Work task: Every line of the data below that holds the string "resolution" needs to be reported.

Stored items:
━━━━━━

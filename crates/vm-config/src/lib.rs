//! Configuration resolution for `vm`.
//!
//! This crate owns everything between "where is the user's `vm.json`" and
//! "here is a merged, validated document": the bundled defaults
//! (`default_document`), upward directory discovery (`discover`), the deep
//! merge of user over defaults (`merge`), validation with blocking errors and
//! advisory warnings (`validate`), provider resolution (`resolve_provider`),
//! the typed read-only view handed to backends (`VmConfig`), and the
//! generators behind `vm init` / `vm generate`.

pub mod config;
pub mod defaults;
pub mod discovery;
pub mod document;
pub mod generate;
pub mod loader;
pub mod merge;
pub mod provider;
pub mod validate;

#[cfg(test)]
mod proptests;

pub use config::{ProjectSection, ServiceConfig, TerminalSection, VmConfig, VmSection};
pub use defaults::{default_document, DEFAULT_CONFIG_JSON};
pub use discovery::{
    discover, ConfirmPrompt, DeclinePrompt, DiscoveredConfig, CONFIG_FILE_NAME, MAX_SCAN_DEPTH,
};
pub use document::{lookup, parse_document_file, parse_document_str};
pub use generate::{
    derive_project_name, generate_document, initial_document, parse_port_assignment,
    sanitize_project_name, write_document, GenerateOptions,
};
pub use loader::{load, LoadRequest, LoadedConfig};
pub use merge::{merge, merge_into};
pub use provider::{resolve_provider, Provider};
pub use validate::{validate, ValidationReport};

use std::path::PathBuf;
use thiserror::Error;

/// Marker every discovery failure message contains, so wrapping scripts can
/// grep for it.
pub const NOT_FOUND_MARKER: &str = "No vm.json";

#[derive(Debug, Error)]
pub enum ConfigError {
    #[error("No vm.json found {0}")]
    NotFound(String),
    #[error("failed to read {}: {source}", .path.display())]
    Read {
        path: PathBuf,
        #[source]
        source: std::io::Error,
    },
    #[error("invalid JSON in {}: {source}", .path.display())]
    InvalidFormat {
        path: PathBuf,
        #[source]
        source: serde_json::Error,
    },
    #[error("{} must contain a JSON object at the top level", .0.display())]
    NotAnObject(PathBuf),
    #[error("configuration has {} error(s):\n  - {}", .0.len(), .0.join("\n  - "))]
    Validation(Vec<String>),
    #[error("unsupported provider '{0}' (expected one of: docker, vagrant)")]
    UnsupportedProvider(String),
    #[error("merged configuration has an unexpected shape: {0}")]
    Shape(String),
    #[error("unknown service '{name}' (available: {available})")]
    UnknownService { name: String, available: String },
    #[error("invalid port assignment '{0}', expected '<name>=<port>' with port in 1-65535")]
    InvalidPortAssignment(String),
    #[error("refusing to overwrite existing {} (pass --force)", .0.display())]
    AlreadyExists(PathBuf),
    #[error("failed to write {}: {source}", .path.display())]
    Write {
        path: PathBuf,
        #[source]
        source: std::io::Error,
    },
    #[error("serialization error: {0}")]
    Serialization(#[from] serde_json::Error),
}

━━━━━━

Answer to the problem:
//! Configuration resolution for `vm`.
//! advisory warnings (`validate`), provider resolution (`resolve_provider`),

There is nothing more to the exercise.